[Opening Task inputs section]

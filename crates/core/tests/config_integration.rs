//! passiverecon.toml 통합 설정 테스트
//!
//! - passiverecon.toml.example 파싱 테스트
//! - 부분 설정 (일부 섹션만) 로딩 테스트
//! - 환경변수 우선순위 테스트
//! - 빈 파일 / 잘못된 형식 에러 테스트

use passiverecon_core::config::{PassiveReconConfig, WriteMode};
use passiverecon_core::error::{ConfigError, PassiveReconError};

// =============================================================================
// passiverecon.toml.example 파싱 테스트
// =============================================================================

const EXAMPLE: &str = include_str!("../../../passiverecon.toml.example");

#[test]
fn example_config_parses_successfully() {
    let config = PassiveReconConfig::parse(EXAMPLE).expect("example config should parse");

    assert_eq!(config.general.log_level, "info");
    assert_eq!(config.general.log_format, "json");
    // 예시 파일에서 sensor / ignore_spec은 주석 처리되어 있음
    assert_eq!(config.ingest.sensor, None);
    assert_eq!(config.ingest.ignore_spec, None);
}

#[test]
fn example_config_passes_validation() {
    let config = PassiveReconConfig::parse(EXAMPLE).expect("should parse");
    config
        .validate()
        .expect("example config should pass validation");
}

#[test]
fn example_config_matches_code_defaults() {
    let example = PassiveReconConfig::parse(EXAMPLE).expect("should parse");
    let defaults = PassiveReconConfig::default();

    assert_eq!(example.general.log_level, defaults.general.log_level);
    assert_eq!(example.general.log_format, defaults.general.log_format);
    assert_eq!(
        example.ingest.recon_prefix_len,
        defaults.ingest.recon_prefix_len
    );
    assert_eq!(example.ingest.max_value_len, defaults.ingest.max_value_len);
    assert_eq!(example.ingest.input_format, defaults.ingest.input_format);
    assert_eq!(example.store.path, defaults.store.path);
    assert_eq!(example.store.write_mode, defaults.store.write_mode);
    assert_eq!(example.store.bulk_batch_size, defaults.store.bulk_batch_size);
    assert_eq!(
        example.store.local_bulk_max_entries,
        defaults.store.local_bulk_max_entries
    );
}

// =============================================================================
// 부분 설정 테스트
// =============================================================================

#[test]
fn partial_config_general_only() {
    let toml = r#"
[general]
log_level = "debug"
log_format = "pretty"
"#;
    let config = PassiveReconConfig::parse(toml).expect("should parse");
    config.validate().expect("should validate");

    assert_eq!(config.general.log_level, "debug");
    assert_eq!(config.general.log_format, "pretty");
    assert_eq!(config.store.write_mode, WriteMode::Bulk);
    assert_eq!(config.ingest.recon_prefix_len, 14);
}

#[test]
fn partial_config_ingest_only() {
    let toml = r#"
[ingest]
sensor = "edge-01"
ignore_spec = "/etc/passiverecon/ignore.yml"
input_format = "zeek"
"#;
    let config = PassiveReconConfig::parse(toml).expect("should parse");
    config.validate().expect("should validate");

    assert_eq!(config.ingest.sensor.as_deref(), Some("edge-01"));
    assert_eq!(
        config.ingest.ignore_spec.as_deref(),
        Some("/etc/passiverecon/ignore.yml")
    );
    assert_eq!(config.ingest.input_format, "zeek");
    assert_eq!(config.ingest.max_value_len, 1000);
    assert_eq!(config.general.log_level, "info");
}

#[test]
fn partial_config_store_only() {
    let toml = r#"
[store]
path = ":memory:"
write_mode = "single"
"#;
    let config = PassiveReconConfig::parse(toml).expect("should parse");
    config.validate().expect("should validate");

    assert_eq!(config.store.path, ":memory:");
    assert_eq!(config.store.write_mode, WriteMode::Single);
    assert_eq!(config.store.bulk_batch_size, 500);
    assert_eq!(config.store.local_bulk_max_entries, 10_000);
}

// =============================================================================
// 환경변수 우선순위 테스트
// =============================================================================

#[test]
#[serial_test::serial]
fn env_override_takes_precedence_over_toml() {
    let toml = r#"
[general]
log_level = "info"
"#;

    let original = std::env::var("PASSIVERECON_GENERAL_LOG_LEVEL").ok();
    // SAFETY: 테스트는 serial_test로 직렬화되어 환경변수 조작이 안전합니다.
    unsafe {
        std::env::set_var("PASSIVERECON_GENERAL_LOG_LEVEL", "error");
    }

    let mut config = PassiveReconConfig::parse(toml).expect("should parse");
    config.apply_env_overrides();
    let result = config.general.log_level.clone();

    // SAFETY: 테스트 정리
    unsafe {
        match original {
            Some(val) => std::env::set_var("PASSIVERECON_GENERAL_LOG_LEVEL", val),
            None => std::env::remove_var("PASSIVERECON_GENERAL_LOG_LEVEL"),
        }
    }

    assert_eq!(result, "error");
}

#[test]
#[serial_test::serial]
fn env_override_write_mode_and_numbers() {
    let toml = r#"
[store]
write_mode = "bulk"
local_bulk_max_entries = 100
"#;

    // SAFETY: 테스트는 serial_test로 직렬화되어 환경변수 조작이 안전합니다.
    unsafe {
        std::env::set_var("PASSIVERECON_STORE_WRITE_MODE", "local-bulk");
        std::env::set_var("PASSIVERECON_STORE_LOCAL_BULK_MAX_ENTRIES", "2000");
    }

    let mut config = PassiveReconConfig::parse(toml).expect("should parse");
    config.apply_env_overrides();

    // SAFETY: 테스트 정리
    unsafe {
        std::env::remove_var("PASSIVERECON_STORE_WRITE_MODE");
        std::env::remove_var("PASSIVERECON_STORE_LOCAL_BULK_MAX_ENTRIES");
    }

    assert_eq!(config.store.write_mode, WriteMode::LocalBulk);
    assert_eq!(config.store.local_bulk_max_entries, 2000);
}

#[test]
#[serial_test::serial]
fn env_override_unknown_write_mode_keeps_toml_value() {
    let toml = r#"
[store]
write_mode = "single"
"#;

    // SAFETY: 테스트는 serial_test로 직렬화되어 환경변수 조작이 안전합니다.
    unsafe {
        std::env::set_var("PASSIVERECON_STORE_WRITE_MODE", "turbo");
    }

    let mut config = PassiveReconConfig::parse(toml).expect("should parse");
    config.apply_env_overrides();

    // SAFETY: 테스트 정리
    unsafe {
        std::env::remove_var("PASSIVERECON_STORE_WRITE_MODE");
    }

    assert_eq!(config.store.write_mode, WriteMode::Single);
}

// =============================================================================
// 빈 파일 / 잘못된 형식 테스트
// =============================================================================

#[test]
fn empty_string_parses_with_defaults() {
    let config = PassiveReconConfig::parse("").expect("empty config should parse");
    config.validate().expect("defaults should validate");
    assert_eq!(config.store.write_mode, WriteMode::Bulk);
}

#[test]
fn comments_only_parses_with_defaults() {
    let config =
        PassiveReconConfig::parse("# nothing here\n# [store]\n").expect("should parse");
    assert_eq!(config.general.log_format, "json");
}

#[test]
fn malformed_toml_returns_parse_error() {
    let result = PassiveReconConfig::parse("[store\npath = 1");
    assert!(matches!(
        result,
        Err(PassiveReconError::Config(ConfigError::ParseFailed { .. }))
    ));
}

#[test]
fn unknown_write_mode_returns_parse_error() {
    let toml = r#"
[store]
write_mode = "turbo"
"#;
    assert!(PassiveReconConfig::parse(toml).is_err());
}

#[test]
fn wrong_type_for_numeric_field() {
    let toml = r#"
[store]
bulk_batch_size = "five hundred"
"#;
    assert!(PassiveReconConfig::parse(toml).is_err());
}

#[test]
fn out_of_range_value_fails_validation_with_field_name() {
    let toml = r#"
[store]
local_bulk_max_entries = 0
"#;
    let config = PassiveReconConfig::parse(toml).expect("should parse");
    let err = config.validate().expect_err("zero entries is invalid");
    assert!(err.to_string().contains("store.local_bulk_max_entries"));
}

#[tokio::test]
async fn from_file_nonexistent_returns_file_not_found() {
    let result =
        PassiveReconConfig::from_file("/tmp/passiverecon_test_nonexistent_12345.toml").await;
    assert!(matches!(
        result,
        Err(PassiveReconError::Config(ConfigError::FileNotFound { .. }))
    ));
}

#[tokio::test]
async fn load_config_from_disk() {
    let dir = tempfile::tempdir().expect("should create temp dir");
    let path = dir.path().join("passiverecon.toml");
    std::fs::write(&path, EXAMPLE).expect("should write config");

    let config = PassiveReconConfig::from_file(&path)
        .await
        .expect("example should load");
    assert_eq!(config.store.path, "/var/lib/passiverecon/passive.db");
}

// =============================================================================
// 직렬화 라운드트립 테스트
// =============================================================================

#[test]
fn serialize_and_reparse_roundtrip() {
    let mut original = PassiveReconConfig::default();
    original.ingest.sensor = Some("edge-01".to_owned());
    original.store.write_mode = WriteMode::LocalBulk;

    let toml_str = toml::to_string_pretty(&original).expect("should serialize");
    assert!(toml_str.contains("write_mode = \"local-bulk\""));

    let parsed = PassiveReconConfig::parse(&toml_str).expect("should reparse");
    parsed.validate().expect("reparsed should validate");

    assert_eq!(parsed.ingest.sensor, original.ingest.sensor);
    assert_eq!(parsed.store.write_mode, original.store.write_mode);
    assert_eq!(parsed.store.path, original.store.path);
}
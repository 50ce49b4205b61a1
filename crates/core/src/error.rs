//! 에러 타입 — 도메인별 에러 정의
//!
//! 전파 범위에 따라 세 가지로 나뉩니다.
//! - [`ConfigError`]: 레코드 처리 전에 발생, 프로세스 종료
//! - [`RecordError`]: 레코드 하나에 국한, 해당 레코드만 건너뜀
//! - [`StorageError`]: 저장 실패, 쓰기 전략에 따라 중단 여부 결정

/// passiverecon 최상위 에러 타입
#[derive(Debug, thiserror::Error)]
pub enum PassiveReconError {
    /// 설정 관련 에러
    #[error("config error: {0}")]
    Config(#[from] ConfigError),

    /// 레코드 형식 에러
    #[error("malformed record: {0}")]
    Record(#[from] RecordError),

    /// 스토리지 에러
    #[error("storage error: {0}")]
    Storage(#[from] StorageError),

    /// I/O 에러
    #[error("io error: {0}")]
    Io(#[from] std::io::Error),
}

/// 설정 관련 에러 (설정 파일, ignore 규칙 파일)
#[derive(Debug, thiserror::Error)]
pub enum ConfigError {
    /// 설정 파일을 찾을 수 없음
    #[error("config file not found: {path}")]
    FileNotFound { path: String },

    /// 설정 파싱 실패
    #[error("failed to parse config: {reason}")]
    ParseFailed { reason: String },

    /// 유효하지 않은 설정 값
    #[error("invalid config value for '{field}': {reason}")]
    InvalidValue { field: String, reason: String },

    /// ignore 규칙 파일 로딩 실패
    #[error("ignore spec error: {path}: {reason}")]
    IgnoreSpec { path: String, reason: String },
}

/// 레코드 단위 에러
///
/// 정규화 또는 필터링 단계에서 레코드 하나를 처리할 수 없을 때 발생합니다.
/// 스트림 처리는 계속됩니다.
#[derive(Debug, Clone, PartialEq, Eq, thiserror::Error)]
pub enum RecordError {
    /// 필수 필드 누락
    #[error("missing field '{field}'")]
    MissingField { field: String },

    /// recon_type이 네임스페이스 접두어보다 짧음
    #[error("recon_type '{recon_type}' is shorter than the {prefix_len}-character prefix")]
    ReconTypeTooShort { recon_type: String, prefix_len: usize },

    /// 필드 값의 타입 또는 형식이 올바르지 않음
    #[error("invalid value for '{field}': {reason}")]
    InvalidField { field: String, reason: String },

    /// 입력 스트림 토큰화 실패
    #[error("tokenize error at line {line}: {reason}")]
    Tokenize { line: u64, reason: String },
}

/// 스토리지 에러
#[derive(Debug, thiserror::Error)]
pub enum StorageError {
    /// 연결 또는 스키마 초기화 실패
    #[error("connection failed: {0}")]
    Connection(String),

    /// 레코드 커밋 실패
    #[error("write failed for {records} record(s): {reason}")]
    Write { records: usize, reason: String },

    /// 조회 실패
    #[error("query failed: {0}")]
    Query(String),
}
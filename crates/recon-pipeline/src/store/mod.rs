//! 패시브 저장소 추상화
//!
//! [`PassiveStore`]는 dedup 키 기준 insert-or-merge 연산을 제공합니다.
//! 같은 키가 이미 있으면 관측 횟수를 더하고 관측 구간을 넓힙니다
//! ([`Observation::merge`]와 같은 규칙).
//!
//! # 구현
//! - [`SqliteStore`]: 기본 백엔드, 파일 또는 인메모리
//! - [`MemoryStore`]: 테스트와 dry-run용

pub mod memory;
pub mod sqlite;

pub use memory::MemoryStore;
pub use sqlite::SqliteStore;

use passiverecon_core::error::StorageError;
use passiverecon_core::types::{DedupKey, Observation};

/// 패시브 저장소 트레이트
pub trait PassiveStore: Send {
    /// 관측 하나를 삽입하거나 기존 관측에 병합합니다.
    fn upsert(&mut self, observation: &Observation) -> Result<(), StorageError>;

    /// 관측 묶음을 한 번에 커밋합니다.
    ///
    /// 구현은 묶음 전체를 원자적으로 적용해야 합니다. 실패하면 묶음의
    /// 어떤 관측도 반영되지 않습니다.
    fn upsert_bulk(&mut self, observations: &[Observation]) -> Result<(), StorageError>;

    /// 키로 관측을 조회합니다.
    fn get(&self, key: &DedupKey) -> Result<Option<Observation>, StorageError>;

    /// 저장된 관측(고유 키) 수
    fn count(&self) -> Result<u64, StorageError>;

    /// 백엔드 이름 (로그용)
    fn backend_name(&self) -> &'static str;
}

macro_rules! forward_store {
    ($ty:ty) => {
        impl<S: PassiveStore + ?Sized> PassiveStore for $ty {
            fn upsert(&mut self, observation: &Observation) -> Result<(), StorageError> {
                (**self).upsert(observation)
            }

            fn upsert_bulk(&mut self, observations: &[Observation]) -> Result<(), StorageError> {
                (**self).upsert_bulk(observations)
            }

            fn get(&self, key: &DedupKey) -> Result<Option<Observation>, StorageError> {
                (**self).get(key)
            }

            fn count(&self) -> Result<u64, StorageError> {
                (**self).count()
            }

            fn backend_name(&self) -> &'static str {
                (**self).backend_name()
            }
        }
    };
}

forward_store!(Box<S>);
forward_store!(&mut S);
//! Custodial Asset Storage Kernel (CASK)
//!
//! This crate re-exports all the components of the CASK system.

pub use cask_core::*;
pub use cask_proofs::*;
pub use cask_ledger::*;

[Closing Task inputs section]

**Aim of the exercise**: Print exactly, and only, the lines from the line that contains "pub use cask_core::*;" through the last line of the records.

**Task result**:
pub use cask_core::*;
pub use cask_proofs::*;
pub use cask_ledger::*;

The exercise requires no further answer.